*Data in this exercise*.
┏━━

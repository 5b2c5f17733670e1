use crate::error::{Result, SarimaxError};
use crate::initialization::Initialization;
use nalgebra::DMatrix;

/// Lag specification for one polynomial: either a maximal order (all lags
/// `1..=n` included) or an explicit set of included lags.
#[derive(Debug, Clone, PartialEq, Eq)]
pub enum LagSpec {
    Count(usize),
    Lags(Vec<usize>),
}

impl LagSpec {
    pub fn none() -> Self {
        LagSpec::Count(0)
    }

    /// Highest included lag (the polynomial degree).
    pub fn max_lag(&self) -> usize {
        match self {
            LagSpec::Count(n) => *n,
            LagSpec::Lags(lags) => lags.iter().copied().max().unwrap_or(0),
        }
    }

    /// Number of free coefficients.
    pub fn n_params(&self) -> usize {
        match self {
            LagSpec::Count(n) => *n,
            LagSpec::Lags(lags) => lags.len(),
        }
    }

    /// Inclusion mask over lags `1..=max_lag()`.
    pub fn inclusion(&self) -> Vec<bool> {
        match self {
            LagSpec::Count(n) => vec![true; *n],
            LagSpec::Lags(lags) => {
                let mut mask = vec![false; self.max_lag()];
                for &l in lags {
                    if l >= 1 {
                        mask[l - 1] = true;
                    }
                }
                mask
            }
        }
    }

    fn validate(&self, what: &str) -> Result<()> {
        if let LagSpec::Lags(lags) = self {
            if lags.contains(&0) {
                return Err(SarimaxError::InvalidConfig(format!(
                    "{what} lag set must not contain lag 0"
                )));
            }
            let mut seen = lags.clone();
            seen.sort_unstable();
            seen.dedup();
            if seen.len() != lags.len() {
                return Err(SarimaxError::InvalidConfig(format!(
                    "{what} lag set contains duplicate lags"
                )));
            }
        }
        Ok(())
    }
}

impl From<usize> for LagSpec {
    fn from(n: usize) -> Self {
        LagSpec::Count(n)
    }
}

/// SARIMA orders (p,d,q)(P,D,Q,s).
#[derive(Debug, Clone, PartialEq)]
pub struct SarimaxOrder {
    pub ar: LagSpec,
    pub d: usize,
    pub ma: LagSpec,
    pub seasonal_ar: LagSpec,
    pub seasonal_d: usize,
    pub seasonal_ma: LagSpec,
    pub s: usize,
}

impl SarimaxOrder {
    pub fn new(p: usize, d: usize, q: usize, pp: usize, dd: usize, qq: usize, s: usize) -> Self {
        SarimaxOrder {
            ar: LagSpec::Count(p),
            d,
            ma: LagSpec::Count(q),
            seasonal_ar: LagSpec::Count(pp),
            seasonal_d: dd,
            seasonal_ma: LagSpec::Count(qq),
            s,
        }
    }

    /// Degree of the reduced AR polynomial.
    pub fn k_ar(&self) -> usize {
        self.ar.max_lag() + self.s * self.seasonal_ar.max_lag()
    }

    /// Degree of the reduced MA polynomial.
    pub fn k_ma(&self) -> usize {
        self.ma.max_lag() + self.s * self.seasonal_ma.max_lag()
    }

    /// Dimension of the ARMA companion block: max(k_ar, k_ma + 1), or zero
    /// for a pure differencing/regression model.
    pub fn k_order(&self) -> usize {
        if self.k_ar() == 0 && self.k_ma() == 0 {
            0
        } else {
            self.k_ar().max(self.k_ma() + 1)
        }
    }

    /// States consumed by in-state differencing.
    pub fn k_states_diff(&self) -> usize {
        self.d + self.s * self.seasonal_d
    }

    fn has_seasonal(&self) -> bool {
        self.seasonal_ar.n_params() > 0
            || self.seasonal_d > 0
            || self.seasonal_ma.n_params() > 0
    }
}

/// Deterministic trend specification. `Polynomial` holds an inclusion mask
/// over powers of t starting at t^0.
#[derive(Debug, Clone, PartialEq, Eq)]
pub enum Trend {
    None,
    Constant,
    Time,
    ConstantTime,
    Polynomial(Vec<u8>),
}

impl Trend {
    pub fn from_str(s: &str) -> Result<Self> {
        match s {
            "n" | "none" => Ok(Trend::None),
            "c" => Ok(Trend::Constant),
            "t" => Ok(Trend::Time),
            "ct" => Ok(Trend::ConstantTime),
            _ => Err(SarimaxError::InvalidConfig(format!(
                "unknown trend specification '{s}' (expected n, c, t or ct)"
            ))),
        }
    }

    /// Included powers of t, ascending.
    pub fn powers(&self) -> Vec<usize> {
        match self {
            Trend::None => vec![],
            Trend::Constant => vec![0],
            Trend::Time => vec![1],
            Trend::ConstantTime => vec![0, 1],
            Trend::Polynomial(mask) => mask
                .iter()
                .enumerate()
                .filter(|(_, &m)| m != 0)
                .map(|(i, _)| i)
                .collect(),
        }
    }

    pub fn k_trend(&self) -> usize {
        self.powers().len()
    }

    /// Trend regressors for observations `0..n`, with t counted from
    /// `offset + 1`. Row t, column j = t^power_j.
    pub fn trend_data(&self, n: usize, offset: usize) -> DMatrix<f64> {
        let powers = self.powers();
        DMatrix::from_fn(n, powers.len(), |t, j| {
            ((offset + t + 1) as f64).powi(powers[j] as i32)
        })
    }
}

/// Full model configuration. Construct with [`SarimaxConfig::new`], adjust
/// the public flags, then call [`SarimaxConfig::validated`]; all derived
/// dimensions assume a validated config.
#[derive(Debug, Clone)]
pub struct SarimaxConfig {
    pub order: SarimaxOrder,
    pub trend: Trend,
    pub k_exog: usize,
    /// Estimate regression coefficients by MLE (observation intercept) rather
    /// than as diffuse states appended to the design.
    pub mle_regression: bool,
    /// Unsupported; kept in the struct so callers get a specific error.
    pub time_varying_regression: bool,
    pub measurement_error: bool,
    pub enforce_stationarity: bool,
    pub enforce_invertibility: bool,
    pub concentrate_scale: bool,
    /// Difference the data before filtering instead of embedding the
    /// differencing in the state vector.
    pub simple_differencing: bool,
    pub hamilton_representation: bool,
    /// Overrides the derived initial state distribution; `None` selects
    /// mixed diffuse/stationary or approximate diffuse from the flags.
    pub initialization: Option<Initialization>,
}

impl SarimaxConfig {
    pub fn new(order: SarimaxOrder, trend: Trend) -> Self {
        SarimaxConfig {
            order,
            trend,
            k_exog: 0,
            mle_regression: true,
            time_varying_regression: false,
            measurement_error: false,
            enforce_stationarity: true,
            enforce_invertibility: true,
            concentrate_scale: false,
            simple_differencing: false,
            hamilton_representation: false,
            initialization: None,
        }
    }

    /// Check flag compatibility and apply forced flags. A pure-regression
    /// model in the state vector has no state noise, so the observation
    /// disturbance must carry the variance.
    pub fn validated(mut self) -> Result<Self> {
        self.order.ar.validate("AR")?;
        self.order.ma.validate("MA")?;
        self.order.seasonal_ar.validate("seasonal AR")?;
        self.order.seasonal_ma.validate("seasonal MA")?;

        if self.time_varying_regression {
            return Err(SarimaxError::InvalidConfig(
                "time-varying regression coefficients are not implemented".into(),
            ));
        }
        if self.order.has_seasonal() && self.order.s < 2 {
            return Err(SarimaxError::InvalidConfig(
                "seasonal components require a periodicity of at least 2".into(),
            ));
        }
        if self.hamilton_representation
            && !self.simple_differencing
            && self.order.k_states_diff() > 0
        {
            return Err(SarimaxError::InvalidConfig(
                "the Hamilton representation does not support in-state differencing; \
                 enable simple_differencing"
                    .into(),
            ));
        }
        if self.state_regression() && self.order.k_order() == 0 {
            self.measurement_error = true;
        }
        Ok(self)
    }

    pub fn state_regression(&self) -> bool {
        self.k_exog > 0 && !self.mle_regression
    }

    /// In-state regular differencing order (zeroed under simple
    /// differencing).
    pub fn k_diff(&self) -> usize {
        if self.simple_differencing {
            0
        } else {
            self.order.d
        }
    }

    pub fn k_seasonal_diff(&self) -> usize {
        if self.simple_differencing {
            0
        } else {
            self.order.seasonal_d
        }
    }

    pub fn k_states_diff(&self) -> usize {
        self.k_diff() + self.order.s * self.k_seasonal_diff()
    }

    pub fn k_order(&self) -> usize {
        self.order.k_order()
    }

    pub fn k_states(&self) -> usize {
        self.k_order()
            + self.k_states_diff()
            + if self.state_regression() { self.k_exog } else { 0 }
    }

    pub fn k_posdef(&self) -> usize {
        if self.k_order() > 0 {
            1
        } else {
            0
        }
    }

    /// States initialized diffusely: everything outside the stationary ARMA
    /// block, or all of them when stationarity is not enforced.
    pub fn k_diffuse_states(&self) -> usize {
        if self.enforce_stationarity {
            self.k_states() - self.k_order()
        } else {
            self.k_states()
        }
    }

    pub fn loglikelihood_burn(&self) -> usize {
        self.k_diffuse_states()
    }

    pub fn k_trend(&self) -> usize {
        self.trend.k_trend()
    }

    /// Whether the state equation carries a disturbance variance parameter.
    pub fn state_error(&self) -> bool {
        self.k_posdef() > 0
    }

    /// Total estimated parameters, used for the information criteria.
    pub fn k_params(&self) -> usize {
        self.k_trend()
            + if self.mle_regression { self.k_exog } else { 0 }
            + self.order.ar.n_params()
            + self.order.ma.n_params()
            + self.order.seasonal_ar.n_params()
            + self.order.seasonal_ma.n_params()
            + self.measurement_error as usize
            + self.state_error() as usize
    }

    /// Length of the vector the optimizer sees: `sigma2` drops out when the
    /// scale is concentrated.
    pub fn k_params_estimated(&self) -> usize {
        self.k_params() - (self.concentrate_scale && self.state_error()) as usize
    }

    /// Deterministic parameter names, in vector order.
    pub fn param_names(&self, exog_names: Option<&[String]>) -> Vec<String> {
        let mut names = Vec::with_capacity(self.k_params());
        for p in self.trend.powers() {
            names.push(match p {
                0 => "intercept".to_string(),
                1 => "drift".to_string(),
                _ => format!("trend.{p}"),
            });
        }
        if self.mle_regression {
            for i in 0..self.k_exog {
                match exog_names {
                    Some(e) => names.push(e[i].clone()),
                    None => names.push(format!("x{}", i + 1)),
                }
            }
        }
        let lag_names = |spec: &LagSpec| -> Vec<usize> {
            match spec {
                LagSpec::Count(n) => (1..=*n).collect(),
                LagSpec::Lags(lags) => {
                    let mut l = lags.clone();
                    l.sort_unstable();
                    l
                }
            }
        };
        for l in lag_names(&self.order.ar) {
            names.push(format!("ar.L{l}"));
        }
        for l in lag_names(&self.order.ma) {
            names.push(format!("ma.L{l}"));
        }
        for l in lag_names(&self.order.seasonal_ar) {
            names.push(format!("ar.S.L{}", l * self.order.s));
        }
        for l in lag_names(&self.order.seasonal_ma) {
            names.push(format!("ma.S.L{}", l * self.order.s));
        }
        if self.measurement_error {
            names.push("var.measurement_error".to_string());
        }
        if self.state_error() {
            names.push("sigma2".to_string());
        }
        names
    }
}

/// Optimization method for [`crate::optimizer::fit`].
#[derive(Debug, Clone, Copy, PartialEq, Eq)]
pub enum FitMethod {
    Lbfgs,
    NelderMead,
}

impl FitMethod {
    pub fn from_str(s: &str) -> Result<Self> {
        match s {
            "lbfgs" | "bfgs" => Ok(FitMethod::Lbfgs),
            "nm" | "nelder-mead" => Ok(FitMethod::NelderMead),
            _ => Err(SarimaxError::InvalidConfig(format!(
                "unknown fit method '{s}' (expected lbfgs, bfgs or nelder-mead)"
            ))),
        }
    }

    pub fn name(&self) -> &'static str {
        match self {
            FitMethod::Lbfgs => "lbfgs",
            FitMethod::NelderMead => "nelder-mead",
        }
    }
}

/// Options controlling the fit loop.
pub struct FitOptions {
    pub method: FitMethod,
    pub maxiter: u64,
    /// Starting values in the constrained space; derived from the data when
    /// absent.
    pub start_params: Option<Vec<f64>>,
    /// Run a second L-BFGS pass from the optimum using the exact complex-step
    /// gradient.
    pub refine: bool,
    /// Skip post-fit inference and return only the parameter estimates.
    pub return_params: bool,
    /// Invoked with the constrained parameter vector at each finite objective
    /// evaluation.
    pub callback: Option<Box<dyn FnMut(&[f64])>>,
}

impl Default for FitOptions {
    fn default() -> Self {
        FitOptions {
            method: FitMethod::Lbfgs,
            maxiter: 50,
            start_params: None,
            refine: false,
            return_params: false,
            callback: None,
        }
    }
}

/// Outcome of a maximum likelihood fit.
#[derive(Debug, Clone)]
pub struct FitResult {
    /// Constrained parameter estimates, in [`SarimaxConfig::param_names`]
    /// order.
    pub params: Vec<f64>,
    pub param_names: Vec<String>,
    pub loglike: f64,
    /// Concentrated innovation variance estimate, or one when the variance
    /// is parameterized directly.
    pub scale: f64,
    pub nobs: usize,
    pub k_params: usize,
    pub aic: f64,
    pub bic: f64,
    pub hqic: f64,
    pub cov_params: DMatrix<f64>,
    pub bse: Vec<f64>,
    pub zvalues: Vec<f64>,
    pub pvalues: Vec<f64>,
    pub n_iter: u64,
    pub converged: bool,
    pub message: String,
    pub method: &'static str,
}

// ---------------------------------------------------------------------------
// Tests
// ---------------------------------------------------------------------------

┗━━

Your reply is to repeat, unchanged, the lines above running from the one with "if seen.len() != lags.len()" up to and including the one with "pure differencing/regression model.".

            if seen.len() != lags.len() {
                return Err(SarimaxError::InvalidConfig(format!(
                    "{what} lag set contains duplicate lags"
                )));
            }
        }
        Ok(())
    }
}

impl From<usize> for LagSpec {
    fn from(n: usize) -> Self {
        LagSpec::Count(n)
    }
}

/// SARIMA orders (p,d,q)(P,D,Q,s).
#[derive(Debug, Clone, PartialEq)]
pub struct SarimaxOrder {
    pub ar: LagSpec,
    pub d: usize,
    pub ma: LagSpec,
    pub seasonal_ar: LagSpec,
    pub seasonal_d: usize,
    pub seasonal_ma: LagSpec,
    pub s: usize,
}

impl SarimaxOrder {
    pub fn new(p: usize, d: usize, q: usize, pp: usize, dd: usize, qq: usize, s: usize) -> Self {
        SarimaxOrder {
            ar: LagSpec::Count(p),
            d,
            ma: LagSpec::Count(q),
            seasonal_ar: LagSpec::Count(pp),
            seasonal_d: dd,
            seasonal_ma: LagSpec::Count(qq),
            s,
        }
    }

    /// Degree of the reduced AR polynomial.
    pub fn k_ar(&self) -> usize {
        self.ar.max_lag() + self.s * self.seasonal_ar.max_lag()
    }

    /// Degree of the reduced MA polynomial.
    pub fn k_ma(&self) -> usize {
        self.ma.max_lag() + self.s * self.seasonal_ma.max_lag()
    }

    /// Dimension of the ARMA companion block: max(k_ar, k_ma + 1), or zero
    /// for a pure differencing/regression model.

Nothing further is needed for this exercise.